Vier Thurgauer im Rang 3
Ein Heimsieg blieb den Thurgauern auch in diesem Jahr verwehrt. Trotzdem wussten mehrere Athleten zu überzeugen und durften sich am Ende über Spitzenklassierungen freuen. Als bester Thurgauer klassierte sich Samuel Giger (Märstetten) im Schlussrang 3a direkt hinter Schwingerkönig Armon Orlik (Maienfeld). Ebenfalls Rang 3 erreichten die beiden Hinterthurgauer Andrin Habegger (Tägerschen) und This Kolb (Rossrüti), die das Fest ohne Niederlage beendeten. Habeggers Gestellter gegen Werner Schlegel sowie Kolbs Auftaktsieg gegen den Zürcher Eidgenossen Fabian Kindlimann erwiesen sich dabei als wegweisend.
Neukranzer Poller
Für einen besonderen Höhepunkt aus Thurgauer Sicht sorgte Sven Poller (Altishausen). Der 25‑Jährige vom Schwingerverband Bodensee und Rhein sicherte sich mit vier Siegen, einem Gestellten und einer Niederlage erstmals den begehrten Kranz. Ausschlaggebend war unter anderem der Sieg mit der Maximalnote 10 gegen Marco Flütsch im fünften Gang. Poller schloss das Fest auf dem ausgezeichneten Rang 3e ab.
Weitere Kranzgewinne
In den weiteren Auszeichnungsrängen konnten sich mehrere Thurgauer behaupten.
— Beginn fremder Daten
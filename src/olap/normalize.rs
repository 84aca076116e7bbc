//! Reshape raw warehouse rows into the canonical result contract.
//!
//! The catalog records one [`ResultShape`] per operation at registration
//! time; the normalizer only looks it up, it never inspects the query.

use std::collections::HashSet;
use std::sync::Arc;

use super::catalog::Catalog;
use super::types::{CanonicalResult, OlapResult, Record, ResultShape, Scalar};

/// Shapes executor rows into the [`CanonicalResult`] registered for each operation.
pub struct ResultNormalizer {
    catalog: Arc<Catalog>,
}

impl ResultNormalizer {
    pub fn new(catalog: Arc<Catalog>) -> Self {
        Self { catalog }
    }

    /// Normalize rows produced for `operation_id`.
    pub fn normalize(&self, operation_id: &str, raw: Vec<Record>) -> OlapResult<CanonicalResult> {
        let shape = self.catalog.shape_for(operation_id)?;
        Ok(normalize_shape(shape, raw))
    }
}

pub fn normalize_shape(shape: &ResultShape, raw: Vec<Record>) -> CanonicalResult {
    match shape {
        ResultShape::Flat { numeric } => CanonicalResult::Flat(normalize_flat(numeric, raw)),
        ResultShape::Matrix {
            row_key,
            pivot_key,
            value,
        } => pivot(row_key, pivot_key, value, &raw),
        ResultShape::Scalar { field } => {
            let value = raw
                .first()
                .and_then(|record| record.get(field))
                .map(numeric_value)
                .unwrap_or(Scalar::Null);
            CanonicalResult::Scalar(Record::new().with(field.as_str(), value))
        }
    }
}

// ---------------------------------------------------------------------------
// Numeric coercion
// ---------------------------------------------------------------------------

/// Coerce a cell that must be numeric. Text is parsed (integer first), and
/// anything unparseable or non-finite becomes null.
pub fn numeric_value(value: &Scalar) -> Scalar {
    match value {
        Scalar::Null => Scalar::Null,
        Scalar::Integer(i) => Scalar::Integer(*i),
        Scalar::Real(r) if r.is_finite() => Scalar::Real(*r),
        Scalar::Real(_) => Scalar::Null,
        Scalar::Text(text) => {
            let text = text.trim();
            if let Ok(i) = text.parse::<i64>() {
                Scalar::Integer(i)
            } else {
                match text.parse::<f64>() {
                    Ok(r) if r.is_finite() => Scalar::Real(r),
                    _ => Scalar::Null,
                }
            }
        }
    }
}

fn normalize_flat(numeric: &[String], mut rows: Vec<Record>) -> Vec<Record> {
    if numeric.is_empty() {
        return rows;
    }
    for row in &mut rows {
        for (column, value) in row.iter_mut() {
            if numeric.iter().any(|n| n == column) {
                *value = numeric_value(value);
            }
        }
    }
    rows
}

// ---------------------------------------------------------------------------
// Pivot
// ---------------------------------------------------------------------------

/// Long-form `(row_key, pivot_key, value)` rows to one record per row key.
///
/// Phase 1 collects row keys in first-seen order and the distinct non-null
/// pivot values, sorted by label. Phase 2 builds each record with every
/// discovered column, null where the long form had no cell. Rows whose pivot
/// value is null contribute their row key but no column.
///
/// Pivot values are distinct by value, not by label: `1` and `"1"` are two
/// columns. A label that is already taken, including the row key's own
/// name, gets a `_2`, `_3`, ... suffix.
fn pivot(row_key: &str, pivot_key: &str, value_field: &str, raw: &[Record]) -> CanonicalResult {
    let mut keys: Vec<Scalar> = Vec::new();
    let mut values: Vec<Scalar> = Vec::new();
    for record in raw {
        let key = record.get(row_key).cloned().unwrap_or(Scalar::Null);
        if !keys.contains(&key) {
            keys.push(key);
        }
        if let Some(pivot_value) = record.get(pivot_key).filter(|v| !v.is_null())
            && !values.contains(pivot_value)
        {
            values.push(pivot_value.clone());
        }
    }
    values.sort_by(|a, b| {
        a.label()
            .cmp(&b.label())
            .then_with(|| kind_rank(a).cmp(&kind_rank(b)))
    });
    let columns = column_names(row_key, &values);

    let mut rows: Vec<Record> = keys
        .iter()
        .map(|key| {
            let mut record = Record::new().with(row_key, key.clone());
            for column in &columns {
                record.set(column.as_str(), Scalar::Null);
            }
            record
        })
        .collect();

    for record in raw {
        let Some(pivot_value) = record.get(pivot_key).filter(|v| !v.is_null()) else {
            continue;
        };
        let Some(col) = values.iter().position(|v| v == pivot_value) else {
            continue;
        };
        let key = record.get(row_key).cloned().unwrap_or(Scalar::Null);
        if let Some(idx) = keys.iter().position(|k| *k == key) {
            let cell = record.get(value_field).map(numeric_value).unwrap_or(Scalar::Null);
            rows[idx].set(columns[col].as_str(), cell);
        }
    }

    CanonicalResult::Matrix {
        row_key: row_key.to_string(),
        columns,
        rows,
    }
}

fn kind_rank(value: &Scalar) -> u8 {
    match value {
        Scalar::Null => 0,
        Scalar::Integer(_) => 1,
        Scalar::Real(_) => 2,
        Scalar::Text(_) => 3,
    }
}

/// One unique column name per pivot value, never equal to `row_key`.
fn column_names(row_key: &str, values: &[Scalar]) -> Vec<String> {
    let mut taken: HashSet<String> = HashSet::from([row_key.to_string()]);
    values
        .iter()
        .map(|value| {
            let base = value.label();
            let mut name = base.clone();
            let mut n = 2;
            while !taken.insert(name.clone()) {
                name = format!("{base}_{n}");
                n += 1;
            }
            name
        })
        .collect()
}

// ---------------------------------------------------------------------------
// Tests
// ---------------------------------------------------------------------------

#[cfg(test)]
mod tests {
    use super::*;
    use crate::olap::catalog::OperationDefaults;
    use crate::olap::schema::SchemaDescriptor;
    use crate::olap::types::OlapError;

    fn matrix_shape() -> ResultShape {
        ResultShape::Matrix {
            row_key: "decade".into(),
            pivot_key: "genre".into(),
            value: "avg_rating".into(),
        }
    }

    fn long(decade: Scalar, genre: Scalar, avg: f64) -> Record {
        Record::new()
            .with("decade", decade)
            .with("genre", genre)
            .with("avg_rating", avg)
    }

    #[test]
    fn flat_coerces_numeric_text_and_drops_nan() {
        let shape = ResultShape::Flat {
            numeric: vec!["avg_rating".into(), "total_votes".into()],
        };
        let raw = vec![
            Record::new()
                .with("genre", "42")
                .with("avg_rating", "7.25")
                .with("total_votes", "150"),
            Record::new()
                .with("genre", "drama")
                .with("avg_rating", f64::NAN)
                .with("total_votes", Scalar::Null),
        ];
        let CanonicalResult::Flat(rows) = normalize_shape(&shape, raw) else {
            panic!("expected flat");
        };
        assert_eq!(rows[0].get("genre"), Some(&Scalar::from("42")));
        assert_eq!(rows[0].get("avg_rating"), Some(&Scalar::Real(7.25)));
        assert_eq!(rows[0].get("total_votes"), Some(&Scalar::Integer(150)));
        assert_eq!(rows[1].get("avg_rating"), Some(&Scalar::Null));
        assert_eq!(rows[1].get("total_votes"), Some(&Scalar::Null));
    }

    #[test]
    fn flat_preserves_order_and_empty_is_valid() {
        let shape = ResultShape::Flat { numeric: vec![] };
        let raw = vec![
            Record::new().with("k", "b"),
            Record::new().with("k", "a"),
        ];
        let CanonicalResult::Flat(rows) = normalize_shape(&shape, raw) else {
            panic!("expected flat");
        };
        assert_eq!(rows[0].get("k"), Some(&Scalar::from("b")));
        assert!(normalize_shape(&shape, vec![]).is_empty());
    }

    #[test]
    fn matrix_is_complete_without_fabricated_columns() {
        let raw = vec![
            long(1990_i64.into(), "drama".into(), 7.5),
            long(1990_i64.into(), "action".into(), 6.0),
            long(2000_i64.into(), "drama".into(), 7.0),
        ];
        let CanonicalResult::Matrix { row_key, columns, rows } =
            normalize_shape(&matrix_shape(), raw)
        else {
            panic!("expected matrix");
        };
        assert_eq!(row_key, "decade");
        assert_eq!(columns, vec!["action", "drama"]);
        assert_eq!(rows.len(), 2);
        for row in &rows {
            assert_eq!(row.columns().collect::<Vec<_>>(), vec!["decade", "action", "drama"]);
        }
        assert_eq!(rows[0].get("action"), Some(&Scalar::Real(6.0)));
        assert_eq!(rows[1].get("action"), Some(&Scalar::Null));
        assert_eq!(rows[1].get("drama"), Some(&Scalar::Real(7.0)));
    }

    #[test]
    fn matrix_keeps_first_seen_row_order() {
        let raw = vec![
            long(2010_i64.into(), "drama".into(), 7.0),
            long(1980_i64.into(), "drama".into(), 6.0),
        ];
        let result = normalize_shape(&matrix_shape(), raw);
        let decades: Vec<_> = result.records().iter().map(|r| r.get("decade").cloned()).collect();
        assert_eq!(decades, vec![Some(Scalar::Integer(2010)), Some(Scalar::Integer(1980))]);
    }

    #[test]
    fn null_pivot_values_do_not_become_columns() {
        let raw = vec![
            long(Scalar::Null, "drama".into(), 5.0),
            long(1990_i64.into(), Scalar::Null, 9.0),
        ];
        let CanonicalResult::Matrix { columns, rows, .. } = normalize_shape(&matrix_shape(), raw)
        else {
            panic!("expected matrix");
        };
        assert_eq!(columns, vec!["drama"]);
        assert_eq!(rows.len(), 2);
        assert_eq!(rows[0].get("decade"), Some(&Scalar::Null));
        assert_eq!(rows[1].get("drama"), Some(&Scalar::Null));
    }

    #[test]
    fn pivot_value_named_like_row_key_keeps_row_key() {
        let raw = vec![
            long(1990_i64.into(), "decade".into(), 7.5),
            long(2000_i64.into(), "drama".into(), 6.0),
        ];
        let CanonicalResult::Matrix { columns, rows, .. } = normalize_shape(&matrix_shape(), raw)
        else {
            panic!("expected matrix");
        };
        assert_eq!(columns, vec!["decade_2", "drama"]);
        assert_eq!(rows[0].get("decade"), Some(&Scalar::Integer(1990)));
        assert_eq!(rows[0].get("decade_2"), Some(&Scalar::Real(7.5)));
        assert_eq!(rows[1].get("decade"), Some(&Scalar::Integer(2000)));
        assert_eq!(rows[1].get("drama"), Some(&Scalar::Real(6.0)));
        assert_eq!(rows[1].get("decade_2"), Some(&Scalar::Null));
    }

    #[test]
    fn pivot_values_with_equal_labels_stay_separate() {
        let raw = vec![
            long(1990_i64.into(), Scalar::Text("1".into()), 3.0),
            long(1990_i64.into(), Scalar::Integer(1), 8.0),
        ];
        let CanonicalResult::Matrix { columns, rows, .. } = normalize_shape(&matrix_shape(), raw)
        else {
            panic!("expected matrix");
        };
        assert_eq!(columns, vec!["1", "1_2"]);
        assert_eq!(rows.len(), 1);
        assert_eq!(rows[0].get("1"), Some(&Scalar::Real(8.0)));
        assert_eq!(rows[0].get("1_2"), Some(&Scalar::Real(3.0)));
    }

    #[test]
    fn empty_matrix() {
        let result = normalize_shape(&matrix_shape(), vec![]);
        assert!(result.is_empty());
        assert_eq!(result.to_json(), serde_json::json!([]));
    }

    #[test]
    fn scalar_handles_missing_null_and_zero() {
        let shape = ResultShape::Scalar {
            field: "correlation".into(),
        };
        let missing = normalize_shape(&shape, vec![]);
        assert_eq!(missing.to_json(), serde_json::json!({"correlation": null}));

        let nan = normalize_shape(&shape, vec![Record::new().with("correlation", f64::NAN)]);
        assert!(nan.is_empty());

        let zero = normalize_shape(&shape, vec![Record::new().with("correlation", 0.0)]);
        assert_eq!(zero.to_json(), serde_json::json!({"correlation": 0.0}));
        assert!(!zero.is_empty());
    }

    #[test]
    fn normalizer_uses_catalog_shapes() {
        let schema = Arc::new(SchemaDescriptor::warehouse("dwh").unwrap());
        let catalog = Arc::new(Catalog::standard(schema, &OperationDefaults::default()).unwrap());
        let normalizer = ResultNormalizer::new(catalog);

        let result = normalizer.normalize("popularity", vec![]).unwrap();
        assert_eq!(result.shape_name(), "matrix");
        let result = normalizer.normalize("correlation", vec![]).unwrap();
        assert_eq!(result.shape_name(), "scalar");
        let err = normalizer.normalize("nonexistent", vec![]).unwrap_err();
        assert!(matches!(err, OlapError::UnknownOperation(_)));
    }
}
Elias Kundert (Sirnach) erreichte mit 57.00 Punkten Rang 4d und unterlag einzig dem späteren Festsieger Damian Ott. Ebenfalls in Rang 4 klassierten sich Marco Oettli (Bussnang) und Mario Schneider (Rothenhausen), wobei Schneider nur im Anschwingen Ott unterlag. Die letzten beiden Kränze gingen an Silvio Oettli (Bussnang) und Kilian Kolb (Affeltrangen). Kolb hatte sein Eichenlaub bereits nach fünf Gängen auf sicher; die Niederlage gegen Armon Orlik im letzten Gang änderte daran nichts. Weitere Thurgauer darunter Lorin Rhyner (Wittenwil), Andreas Koller (Busswil), Aron Kiser (Weinfelden), Domenic Schneider (Friltschen) und Aaron Schönholzer (Schönholzerswilen) verpassten den Kranz nur knapp.
Abschied von Marco Oettli
Für Marco Oettli endete das Fest mit einem emotionalen Moment. Nach zweijähriger verletzungsbedingter Pause kämpfte sich der Ottenberger trotz gesundheitlicher Beschwerden nochmals zu einem Kranzgewinn. Vier Siege, ein Gestellter und die Niederlage gegen den Schwingerkönig reichten zu Rang 4e – seinem letzten Karrierekranz. Mit insgesamt 17 Kränzen, darunter zwei NOS‑ und 15 Kantonalkränze, sowie drei Teilnahmen an Eidgenössischen Schwing- und Älplerfesten verabschiedet sich Oettli aus gesundheitlichen Gründen vom aktiven Schwingsport. Als Funktionär bleibt er dem Schwingsport weiterhin erhalten.